President, Jain Malkin Inc.

Jain Malkin is a leader in the field of healthcare interior design and has always been on the cutting edge of the latest design trends. Not only designed for style but always stylish, her projects display a knowledge of evidence-based design to back up every choice she makes.

Malkin is deeply passionate about healthcare design and has worked hard over the course of her career to promote best practices in the field. She has written several books, and penned dozens of articles, spoken at conferences big and small, all while leading a successful design firm that emphasizes evidence-based design and the patient experience.

Considering her stature in the field, long history of quality design work and innovation, and reputation as a thought leader, Malkin has certainly made her mark on the healthcare design industry. She continues to be a vital and active voice in the field, taking an active role in multiple design projects year after year, each one exquisitely designed and tailored to its individual space and situation.

Click here to read an interview wtih Jain Malkin.


Robert N. Mayer, PhD

President, Hulda B. and Maurice L. Rothschild Foundation

In the past few years, under Mayer's direction, the Hulda B. and Maurice L. Rothschild Foundation has funded projects for the Pioneer Network, Planetree, Society for the Advancement of Gerontological Environments, The Center for Health Design, and others. In all of his projects, Mayer is an active participant, often guiding the direction of the work and pushing the project teams to go beyond the norm. His interest in bridging the gap between acute care and residential care design with a focus on culture change, as well as improving building codes and standards, has resulted in him reaching out to many different organizations to initiate projects.

As the leader of this small foundation, Mayer has spent the past 25 years funding projects that help improve the quality of life for seniors and, in recent years, patients in hospitals. He became aware of the design of the built environment about 15 years ago, when his interest shifted to culture change. Behind the scenes, Mayer has been quietly but forcefully pushing the healthcare industry to embrace new concepts that are person-centered. The Rothschild Foundation has been actively supporting projects that focus on the built environment of healthcare; Mayer is truly a leader in this area.

Click here to read an interview with Robert N. Mayer.


A. Ray Pentecost III, DrPH, FAIA, FACHA, LEED AP

Vice President, Director of Healthcare Architecture, and Design Principal, Clark Nexsen Architecture and Engineering

A. Ray Pentecost has demonstrated throughout his career that when given the opportunity to lead and influence healthcare design, he will. He has done so and continues to do so with great passion from leadership positions that have national and international influence. His national leadership roles on the Board of Directors (and as president from 2009 to 2010) of the American Institute of Architects Academy of Architecture for Health (AIA AAH) and the Board of Regents of the American College of Healthcare Architects, his international leadership as president of the International Academy for Design and Health, and his role as co-chairman of the AIA’s America’s Design and Health Initiative demonstrate that Pentecost’s peers are inviting him to take positions of tremendous influence in the healthcare design industry.
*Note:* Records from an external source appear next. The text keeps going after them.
impl<'a> Evaluator<'a> {
    /// Create an evaluator for rows of the given scope
    pub fn new(scope: &'a Scope) -> Self {
        Self {
            scope,
            aggregates: &[],
        }
    }

    /// Attach computed aggregate values
    pub fn with_aggregates(mut self, aggregates: &'a [(Expr, Value)]) -> Self {
        self.aggregates = aggregates;
        self
    }

    /// Evaluate a predicate; only `true` matches, NULL (unknown) does not
    pub fn matches(&self, predicate: &Expr, row: &[Value]) -> Result<bool> {
        match self.eval(predicate, row)? {
            Value::Boolean(b) => Ok(b),
            Value::Null => Ok(false),
            other => Err(Error::type_mismatch("BOOLEAN", other.type_name())),
        }
    }

    /// Evaluate an expression against a row
    pub fn eval(&self, expr: &Expr, row: &[Value]) -> Result<Value> {
        if expr.is_aggregate() {
            return self
                .aggregates
                .iter()
                .find(|(agg, _)| self.scope.same_expr(agg, expr))
                .map(|(_, value)| value.clone())
                .ok_or_else(|| {
                    Error::InvalidProjection(format!("aggregate {} is not allowed here", expr))
                });
        }

        match expr {
            Expr::Literal(lit) => Ok(literal_value(lit)),

            Expr::Column(col) => {
                let idx = self.scope.resolve(col)?;
                row.get(idx).cloned().ok_or_else(|| {
                    Error::ExecutionError(format!("column index {} out of bounds", idx))
                })
            }

            Expr::Wildcard => Err(Error::ExecutionError(
                "'*' is only valid in COUNT(*)".to_string(),
            )),

            Expr::BinaryOp { left, op, right } => {
                let left = self.eval(left, row)?;
                let right = self.eval(right, row)?;
                binary_op(&left, *op, &right)
            }

            Expr::UnaryOp { op, expr } => {
                let value = self.eval(expr, row)?;
                unary_op(*op, value)
            }

            Expr::IsNull(inner) => Ok(Value::Boolean(self.eval(inner, row)?.is_null())),

            Expr::IsNotNull(inner) => Ok(Value::Boolean(!self.eval(inner, row)?.is_null())),

            Expr::Between {
                expr,
                low,
                high,
                negated,
            } => {
                let value = self.eval(expr, row)?;
                let low = self.eval(low, row)?;
                let high = self.eval(high, row)?;
                let above = binary_op(&value, BinaryOperator::Gte, &low)?;
                let below = binary_op(&value, BinaryOperator::Lte, &high)?;
                let result = binary_op(&above, BinaryOperator::And, &below)?;
                negate_if(result, *negated)
            }

            Expr::InList {
                expr,
                list,
                negated,
            } => {
                let value = self.eval(expr, row)?;
                let mut result = Value::Boolean(false);
                for item in list {
                    let item = self.eval(item, row)?;
                    let equal = binary_op(&value, BinaryOperator::Eq, &item)?;
                    result = binary_op(&result, BinaryOperator::Or, &equal)?;
                    if result == Value::Boolean(true) {
                        break;
                    }
                }
                negate_if(result, *negated)
            }

            Expr::Like {
                expr,
                pattern,
                negated,
            } => {
                let value = self.eval(expr, row)?;
                let pattern = self.eval(pattern, row)?;
                let result = match (&value, &pattern) {
                    (Value::Null, _) | (_, Value::Null) => Value::Null,
                    (_, Value::Text(p)) => Value::Boolean(like(&value.to_string(), p)),
                    (_, other) => return Err(Error::type_mismatch("TEXT", other.type_name())),
                };
                negate_if(result, *negated)
            }

            Expr::Function { name, args, .. } => {
                check_scalar_function(name, args.len())?;
                let args = args
                    .iter()
                    .map(|arg| self.eval(arg, row))
                    .collect::<Result<Vec<_>>>()?;
                scalar_function(name, args)
            }

            Expr::Nested(inner) => self.eval(inner, row),
        }
    }
}

/// Evaluate an expression that may not reference any column
pub fn eval_const(expr: &Expr) -> Result<Value> {
    Evaluator::new(&Scope::empty()).eval(expr, &[])
}

/// Convert a literal to a value
pub fn literal_value(lit: &Literal) -> Value {
    match lit {
        Literal::Null => Value::Null,
        Literal::Boolean(b) => Value::Boolean(*b),
        Literal::Integer(i) => Value::Integer(*i),
        Literal::Float(f) => Value::Float(*f),
        Literal::String(s) => Value::Text(s.clone()),
        Literal::Date(d) => Value::Date(*d),
    }
}

/// Apply a binary operator
pub fn binary_op(left: &Value, op: BinaryOperator, right: &Value) -> Result<Value> {
    match op {
        BinaryOperator::Eq => compare(left, right, |o| o == Ordering::Equal),
        BinaryOperator::Neq => compare(left, right, |o| o != Ordering::Equal),
        BinaryOperator::Lt => compare(left, right, |o| o == Ordering::Less),
        BinaryOperator::Gt => compare(left, right, |o| o == Ordering::Greater),
        BinaryOperator::Lte => compare(left, right, |o| o != Ordering::Greater),
        BinaryOperator::Gte => compare(left, right, |o| o != Ordering::Less),

        BinaryOperator::And => match (truth(left)?, truth(right)?) {
            (Some(false), _) | (_, Some(false)) => Ok(Value::Boolean(false)),
            (Some(true), Some(true)) => Ok(Value::Boolean(true)),
            _ => Ok(Value::Null),
        },
        BinaryOperator::Or => match (truth(left)?, truth(right)?) {
            (Some(true), _) | (_, Some(true)) => Ok(Value::Boolean(true)),
            (Some(false), Some(false)) => Ok(Value::Boolean(false)),
            _ => Ok(Value::Null),
        },

        BinaryOperator::Add => left.checked_add(right),
        BinaryOperator::Sub => left.checked_sub(right),
        BinaryOperator::Mul => left.checked_mul(right),
        BinaryOperator::Div => left.checked_div(right),
        BinaryOperator::Mod => left.checked_rem(right),

        BinaryOperator::Concat => match (left, right) {
            (Value::Null, _) | (_, Value::Null) => Ok(Value::Null),
            _ => Ok(Value::Text(format!("{}{}", left, right))),
        },
    }
}

fn compare(left: &Value, right: &Value, test: impl Fn(Ordering) -> bool) -> Result<Value> {
    if left.is_null() || right.is_null() {
        return Ok(Value::Null);
    }
    left.compare(right)
        .map(|ordering| Value::Boolean(test(ordering)))
        .ok_or_else(|| Error::type_mismatch(left.type_name(), right.type_name()))
}

/// Boolean truth of a predicate operand: `None` is unknown
fn truth(value: &Value) -> Result<Option<bool>> {
    match value {
        Value::Boolean(b) => Ok(Some(*b)),
        Value::Null => Ok(None),
        other => Err(Error::type_mismatch("BOOLEAN", other.type_name())),
    }
}

fn negate_if(value: Value, negated: bool) -> Result<Value> {
    if negated {
        unary_op(UnaryOperator::Not, value)
    } else {
        Ok(value)
    }
}

/// Apply a unary operator
pub fn unary_op(op: UnaryOperator, value: Value) -> Result<Value> {
    match (op, value) {
        (_, Value::Null) => Ok(Value::Null),
        (UnaryOperator::Not, Value::Boolean(b)) => Ok(Value::Boolean(!b)),
        (UnaryOperator::Minus, Value::Integer(i)) => i
            .checked_neg()
            .map(Value::Integer)
            .ok_or_else(|| Error::ExecutionError(format!("integer overflow in -{}", i))),
        (UnaryOperator::Minus, Value::Float(f)) => Ok(Value::Float(-f)),
        (UnaryOperator::Plus, value @ (Value::Integer(_) | Value::Float(_))) => Ok(value),
        (UnaryOperator::Not, other) => Err(Error::type_mismatch("BOOLEAN", other.type_name())),
        (_, other) => Err(Error::type_mismatch("numeric", other.type_name())),
    }
}
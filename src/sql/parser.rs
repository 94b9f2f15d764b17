//! SQL Parser
//!
//! This module parses SQL tokens into an AST.

use super::ast::*;
use super::lexer::Lexer;
use super::token::Token;
use crate::catalog::DataType;
use crate::error::{Error, Result};
use crate::storage::date::parse_date;

/// SQL Parser
pub struct Parser {
    tokens: Vec<Token>,
    position: usize,
}
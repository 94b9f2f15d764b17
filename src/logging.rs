//! Logging setup
//!
//! Events go to stderr through `tracing-subscriber`, so statement results on
//! stdout stay clean. `RUST_LOG` takes precedence over the configured level.

use tracing_subscriber::EnvFilter;

use crate::error::{Error, Result};

/// Build the filter from `RUST_LOG`, falling back to `level`
fn build_env_filter(level: &str) -> Result<EnvFilter> {
    match EnvFilter::try_from_default_env() {
        Ok(filter) => Ok(filter),
        Err(_) => EnvFilter::try_new(level).map_err(|e| {
            Error::ExecutionError(format!("invalid log filter '{}': {}", level, e))
        }),
    }
}

/// Install the global subscriber. Calling it again is a no-op.
pub fn init_logging(level: &str) -> Result<()> {
    let filter = build_env_filter(level)?;
    // Fails only when a subscriber is already installed
    let _ = tracing_subscriber::fmt()
        .with_env_filter(filter)
        .with_writer(std::io::stderr)
        .with_target(true)
        .compact()
        .try_init();

    tracing::trace!(level, "logging initialized");
    Ok(())
}

#[cfg(test)]
mod tests {
    use super::*;

    #[test]
    fn test_init_logging_twice() {
        assert!(init_logging("warn").is_ok());
        assert!(init_logging("primerdb=debug").is_ok());
    }

    #[test]
    fn test_bad_filter_is_rejected() {
        if std::env::var_os("RUST_LOG").is_none() {
            assert!(build_env_filter("primerdb=loud").is_err());
        }
    }
}
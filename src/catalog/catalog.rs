//! System Catalog for PrimerDB
//!
//! The catalog owns every table, schema and rows alike. It is a plain value:
//! whoever holds it has exclusive access, so nothing here locks.

use indexmap::IndexMap;

use super::schema::{Column, Schema, TableDef};
use super::types::DataType;
use crate::error::{Error, Result};
use crate::storage::{Table, Value};

/// A schema change applied by ALTER TABLE
#[derive(Debug, Clone)]
pub enum AlterAction {
    /// Append a column
    AddColumn(Column),
    /// Remove a column by name
    DropColumn(String),
}

/// System Catalog - the in-memory table store
#[derive(Debug, Default, Clone)]
pub struct Catalog {
    /// Tables keyed by lowercased name, in creation order
    tables: IndexMap<String, Table>,
}

impl Catalog {
    /// Create a new empty catalog
    pub fn new() -> Self {
        Self::default()
    }

    /// Create a new table
    pub fn create_table(&mut self, name: &str, schema: Schema) -> Result<&Table> {
        let key = name.to_lowercase();
        if self.tables.contains_key(&key) {
            return Err(Error::DuplicateTable(name.to_string()));
        }
        if let Some(column) = schema.duplicate_column() {
            return Err(Error::DuplicateColumn(column.to_string(), name.to_string()));
        }

        let entry = self
            .tables
            .entry(key)
            .or_insert_with(|| Table::new(TableDef::new(name, schema)));
        Ok(entry)
    }

    /// Get a table by name
    pub fn get_table(&self, name: &str) -> Result<&Table> {
        self.tables
            .get(&name.to_lowercase())
            .ok_or_else(|| Error::UnknownTable(name.to_string()))
    }

    /// Get a table by name for modification
    pub fn get_table_mut(&mut self, name: &str) -> Result<&mut Table> {
        self.tables
            .get_mut(&name.to_lowercase())
            .ok_or_else(|| Error::UnknownTable(name.to_string()))
    }

    /// Check if a table exists
    pub fn table_exists(&self, name: &str) -> bool {
        self.tables.contains_key(&name.to_lowercase())
    }

    /// Drop a table, schema and rows
    pub fn drop_table(&mut self, name: &str) -> Result<()> {
        self.tables
            .shift_remove(&name.to_lowercase())
            .map(|_| ())
            .ok_or_else(|| Error::UnknownTable(name.to_string()))
    }

    /// Add or remove a column in place
    pub fn alter_table(&mut self, name: &str, action: AlterAction) -> Result<()> {
        let table = self.get_table_mut(name)?;
        match action {
            AlterAction::AddColumn(column) => table.add_column(column),
            AlterAction::DropColumn(column) => table.drop_column(&column),
        }
    }

    /// List all table names, in creation order
    pub fn list_tables(&self) -> Vec<String> {
        self.tables.values().map(|t| t.name().to_string()).collect()
    }

    /// Get table schema info as a formatted string (for .schema command)
    pub fn table_info(&self, name: &str) -> Result<String> {
        let table = self.get_table(name)?;
        let mut info = format!("Table: {} ({} rows)\n", table.name(), table.row_count());
        info.push_str("Columns:\n");

        for col in table.schema().columns() {
            let mut flags = Vec::new();
            if col.primary_key {
                flags.push("PRIMARY KEY".to_string());
            }
            if !col.nullable {
                flags.push("NOT NULL".to_string());
            }
            if let Some(default) = &col.default {
                flags.push(format!("DEFAULT {}", default));
            }

            let flags_str = if flags.is_empty() {
                String::new()
            } else {
                format!(" [{}]", flags.join(", "))
            };

            info.push_str(&format!("  {} {}{}\n", col.name, col.data_type, flags_str));
        }

        Ok(info)
    }
}

/// Builder for creating tables with a fluent API
pub struct TableBuilder {
    name: String,
    columns: Vec<Column>,
    rows: Vec<Vec<Value>>,
}

impl TableBuilder {
    /// Start building a new table
    pub fn new(name: impl Into<String>) -> Self {
        Self {
            name: name.into(),
            columns: Vec::new(),
            rows: Vec::new(),
        }
    }

    /// Add a column
    pub fn column(mut self, name: impl Into<String>, data_type: DataType) -> Self {
        let position = self.columns.len();
        self.columns.push(Column::new(name, data_type, position));
        self
    }

    /// Add a primary key column (INTEGER PRIMARY KEY)
    pub fn primary_key(mut self, name: impl Into<String>) -> Self {
        let position = self.columns.len();
        self.columns
            .push(Column::new(name, DataType::Integer, position).primary_key(true));
        self
    }

    /// Add a NOT NULL column
    pub fn column_not_null(mut self, name: impl Into<String>, data_type: DataType) -> Self {
        let position = self.columns.len();
        self.columns
            .push(Column::new(name, data_type, position).nullable(false));
        self
    }

    /// Add a row of initial values, in column order
    pub fn row<V: Into<Value>>(mut self, values: impl IntoIterator<Item = V>) -> Self {
        self.rows.push(values.into_iter().map(Into::into).collect());
        self
    }

    /// Build the table in the catalog
    pub fn build(self, catalog: &mut Catalog) -> Result<()> {
        let schema = Schema::from_columns(self.columns);
        catalog.create_table(&self.name, schema)?;

        let table = catalog.get_table_mut(&self.name)?;
        let rows = self
            .rows
            .into_iter()
            .map(|values| table.prepare_row(values))
            .collect::<Result<Vec<_>>>()?;
        table.append_rows(rows)?;
        Ok(())
    }
}
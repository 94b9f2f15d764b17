//! PrimerDB - an in-memory SQL teaching harness
//!
//! This library runs tutorial SQL scripts against an in-memory catalog:
//! - SQL parsing (lexer, parser, AST)
//! - Catalog and row storage, seeded with the tutorial tables
//! - Query execution (planner, evaluator, aggregates, executor)
//! - Result formatting and a fail-fast script runner

pub mod catalog;
pub mod error;
pub mod executor;
pub mod format;
pub mod logging;
pub mod runner;
pub mod sql;
pub mod storage;

pub use error::{Error, Result};
pub use executor::{ExecutionEngine, QueryResult};
pub use runner::{RunnerConfig, ScriptError, ScriptRunner};
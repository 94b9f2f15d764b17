//! Table storage for PrimerDB
//!
//! A table is a definition plus its rows, held in insertion order.
//! Mutations go through [`Table::prepare_row`] and [`Table::replace_rows`],
//! which enforce declared types, NOT NULL and primary-key uniqueness before
//! anything is written.

use std::collections::HashSet;

use super::tuple::{Tuple, Value};
use crate::catalog::{Column, Schema, TableDef};
use crate::error::{Error, Result};

/// A table combining schema and rows
#[derive(Debug, Clone)]
pub struct Table {
    /// Table definition (metadata)
    def: TableDef,
    /// Rows in insertion order
    rows: Vec<Tuple>,
}

impl Table {
    /// Create a new, empty table
    pub fn new(def: TableDef) -> Self {
        Self {
            def,
            rows: Vec::new(),
        }
    }

    /// Get table name
    pub fn name(&self) -> &str {
        self.def.name()
    }

    /// Get table schema
    pub fn schema(&self) -> &Schema {
        self.def.schema()
    }

    /// Get table definition
    pub fn definition(&self) -> &TableDef {
        &self.def
    }

    /// All rows, in insertion order
    pub fn rows(&self) -> &[Tuple] {
        &self.rows
    }

    /// Number of rows
    pub fn row_count(&self) -> usize {
        self.rows.len()
    }

    /// Check one full row of values against the schema.
    ///
    /// Returns the row to store (date literals become dates). Fails on
    /// arity, type, length or NOT NULL violations.
    pub fn prepare_row(&self, values: Vec<Value>) -> Result<Tuple> {
        let columns = self.schema().columns();
        if values.len() != columns.len() {
            return Err(Error::ArityMismatch {
                expected: columns.len(),
                found: values.len(),
            });
        }

        columns
            .iter()
            .zip(values)
            .map(|(column, value)| self.check_value(column, value))
            .collect()
    }

    /// Check a single value against a column
    pub fn check_value(&self, column: &Column, value: Value) -> Result<Value> {
        let value = column.data_type.check(&column.name, value)?;
        if value.is_null() && !column.nullable {
            return Err(Error::ConstraintViolation(format!(
                "column '{}' of table '{}' cannot be NULL",
                column.name,
                self.name()
            )));
        }
        Ok(value)
    }

    /// Append already prepared rows, checking the primary key across the
    /// existing and new rows first
    pub fn append_rows(&mut self, new_rows: Vec<Tuple>) -> Result<usize> {
        let count = new_rows.len();
        self.check_primary_key(self.rows.iter().chain(new_rows.iter()))?;
        self.rows.extend(new_rows);
        Ok(count)
    }

    /// Replace the full row set, checking the primary key first
    pub fn replace_rows(&mut self, rows: Vec<Tuple>) -> Result<()> {
        self.check_primary_key(rows.iter())?;
        self.rows = rows;
        Ok(())
    }

    /// Keep only the rows for which `keep` is true; returns the number removed
    pub fn retain_rows(&mut self, keep: &[bool]) -> usize {
        let before = self.rows.len();
        let mut flags = keep.iter();
        self.rows.retain(|_| *flags.next().unwrap_or(&true));
        before - self.rows.len()
    }

    /// Remove every row; returns the number removed
    pub fn truncate(&mut self) -> usize {
        let count = self.rows.len();
        self.rows.clear();
        count
    }

    /// Append a column, filling existing rows with its default or NULL
    pub fn add_column(&mut self, column: Column) -> Result<()> {
        if self.schema().has_column(&column.name) {
            return Err(Error::DuplicateColumn(
                column.name.clone(),
                self.name().to_string(),
            ));
        }

        let fill = match self.check_value(&column, column.fill_value()) {
            Ok(value) => value,
            // An empty table can take a NOT NULL column with no default.
            Err(Error::ConstraintViolation(_)) if self.rows.is_empty() => Value::Null,
            Err(Error::ConstraintViolation(_)) => {
                return Err(Error::ConstraintViolation(format!(
                    "cannot add NOT NULL column '{}' without a default to non-empty table '{}'",
                    column.name,
                    self.name()
                )))
            }
            Err(e) => return Err(e),
        };

        for row in &mut self.rows {
            row.push(fill.clone());
        }
        self.def.schema.add_column(column);
        Ok(())
    }

    /// Drop a column and its values
    pub fn drop_column(&mut self, name: &str) -> Result<()> {
        if !self.schema().has_column(name) {
            return Err(Error::UnknownColumn(
                name.to_string(),
                self.name().to_string(),
            ));
        }
        if self.schema().column_count() == 1 {
            return Err(Error::ConstraintViolation(format!(
                "cannot drop '{}', the only column of table '{}'",
                name,
                self.name()
            )));
        }

        if let Some(index) = self.def.schema.remove_column(name) {
            for row in &mut self.rows {
                row.remove(index);
            }
        }
        Ok(())
    }

    fn check_primary_key<'a>(&self, rows: impl Iterator<Item = &'a Tuple>) -> Result<()> {
        let key_indices = self.schema().primary_key_indices();
        if key_indices.is_empty() {
            return Ok(());
        }

        let mut seen = HashSet::new();
        for row in rows {
            let key = row.project(&key_indices);
            if !seen.insert(key.clone()) {
                let key = key
                    .values()
                    .iter()
                    .map(|v| v.to_string())
                    .collect::<Vec<_>>()
                    .join(", ");
                return Err(Error::ConstraintViolation(format!(
                    "duplicate primary key ({}) in table '{}'",
                    key,
                    self.name()
                )));
            }
        }
        Ok(())
    }
}
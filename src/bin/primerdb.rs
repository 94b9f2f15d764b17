//! PrimerDB - script runner and interactive shell
//!
//! Runs the given SQL scripts (or `-e` SQL) against a fresh catalog seeded
//! with the tutorial tables. Without either, starts an interactive shell.

use std::io;
use std::path::PathBuf;
use std::process::ExitCode;

use clap::Parser as _;
use rustyline::error::ReadlineError;
use rustyline::DefaultEditor;

use primerdb::format::{format_result, OutputFormat};
use primerdb::logging::init_logging;
use primerdb::sql::Lexer;
use primerdb::{RunnerConfig, ScriptRunner};

/// Command-line arguments
#[derive(clap::Parser)]
#[command(name = "primerdb", about = "Run tutorial SQL against an in-memory database", version)]
struct Args {
    /// SQL script files, run in order against one catalog
    scripts: Vec<PathBuf>,

    /// SQL to run instead of script files
    #[arg(short = 'e', long = "execute", value_name = "SQL", conflicts_with = "scripts")]
    execute: Option<String>,

    /// Output format for results
    #[arg(long, value_enum, default_value_t = OutputFormat::Table)]
    format: OutputFormat,

    /// Start with an empty catalog instead of the tutorial tables
    #[arg(long)]
    no_seed: bool,

    /// Print each statement before its result
    #[arg(long)]
    echo: bool,

    /// Log filter directive (RUST_LOG takes precedence)
    #[arg(long, value_name = "FILTER", default_value = "warn")]
    log_level: String,
}

fn main() -> ExitCode {
    match run(Args::parse()) {
        Ok(()) => ExitCode::SUCCESS,
        Err(error) => {
            eprintln!("{}", error);
            ExitCode::FAILURE
        }
    }
}

fn run(args: Args) -> anyhow::Result<()> {
    init_logging(&args.log_level)?;

    let config = RunnerConfig::new()
        .format(args.format)
        .seed(!args.no_seed)
        .echo(args.echo);
    let mut runner = ScriptRunner::new(config)?;

    let stdout = io::stdout();
    let mut out = stdout.lock();
    if let Some(sql) = &args.execute {
        runner.run_script(sql, &mut out)?;
    } else if !args.scripts.is_empty() {
        for path in &args.scripts {
            runner.run_file(path, &mut out)?;
        }
    } else {
        drop(out);
        Shell::new(runner)?.run()?;
    }
    Ok(())
}

/// Print help message
fn print_help() {
    println!(
        r#"
Commands:
  .help              Show this help message
  .tables            List all tables
  .schema [table]    Show table schemas
  .quit              Exit PrimerDB

Statements end with a semicolon and may span several lines:
  SELECT country, COUNT(*) FROM customers
  GROUP BY country;
"#
    );
}

/// An interactive shell. Errors are printed and the shell carries on.
struct Shell {
    runner: ScriptRunner,
    editor: DefaultEditor,
}

impl Shell {
    fn new(runner: ScriptRunner) -> anyhow::Result<Self> {
        Ok(Self {
            runner,
            editor: DefaultEditor::new()?,
        })
    }

    fn run(&mut self) -> anyhow::Result<()> {
        println!(
            "PrimerDB {}. Enter .help for instructions.",
            env!("CARGO_PKG_VERSION")
        );

        let mut buffer = String::new();
        loop {
            let prompt = if buffer.is_empty() {
                "primerdb> "
            } else {
                "      ...> "
            };
            let line = match self.editor.readline(prompt) {
                Ok(line) => line,
                Err(ReadlineError::Interrupted) => {
                    buffer.clear();
                    continue;
                }
                Err(ReadlineError::Eof) => break,
                Err(error) => return Err(error.into()),
            };

            let trimmed = line.trim();
            if buffer.is_empty() && trimmed.starts_with('.') {
                self.editor.add_history_entry(trimmed)?;
                if !self.execute_command(trimmed) {
                    break;
                }
                continue;
            }
            if buffer.is_empty() && trimmed.is_empty() {
                continue;
            }

            buffer.push_str(&line);
            buffer.push('\n');
            if trimmed.ends_with(';') {
                let input = std::mem::take(&mut buffer);
                self.editor.add_history_entry(input.trim())?;
                self.execute_sql(&input);
            }
        }
        Ok(())
    }

    fn execute_sql(&mut self, input: &str) {
        for sql in Lexer::split_statements(input) {
            match self.runner.run_statement(&sql) {
                Ok(result) => println!("{}", format_result(&result, self.runner.config().format)),
                Err(error) => eprintln!("Error: {}", error),
            }
        }
    }

    /// Handle a dot command; returns false when the shell should exit
    fn execute_command(&mut self, input: &str) -> bool {
        let catalog = self.runner.engine().catalog();
        let mut parts = input.split_whitespace();

        match (parts.next(), parts.next()) {
            (Some(".help"), _) => print_help(),
            (Some(".quit" | ".exit"), _) => return false,
            (Some(".tables"), _) => {
                let tables = catalog.list_tables();
                if tables.is_empty() {
                    println!("No tables found.");
                }
                for table in tables {
                    println!("{}", table);
                }
            }
            (Some(".schema"), Some(name)) => match catalog.table_info(name) {
                Ok(info) => print!("{}", info),
                Err(error) => eprintln!("Error: {}", error),
            },
            (Some(".schema"), None) => {
                for name in catalog.list_tables() {
                    if let Ok(info) = catalog.table_info(&name) {
                        println!("{}", info);
                    }
                }
            }
            (Some(command), _) => {
                eprintln!("Unknown command: {}", command);
                eprintln!("Type '.help' for available commands.");
            }
            (None, _) => {}
        }
        true
    }
}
Combining his training in the field of public health and research with his passion for architecture, Pentecost has been heavily focused on identifying linkages between design and health. Presentations made in the United States and internationally, as well as articles written on the subject, have served to help elevate this issue to prominence.

Pentecost has also been an outspoken advocate for the use of research in design, a practice that is changing the way healthcare facilities, and indeed other building types, are designed. His leadership and advocacy of healthy design as a national priority while serving as president of the AIA AAH was codified when the AIA AAH board approved revised bylaws including a mission statement that embraced not only healthcare design but the design of healthy communities. The result has been a broader perspective and scope of service for the leadership of the nation’s premier membership organization for healthcare architects.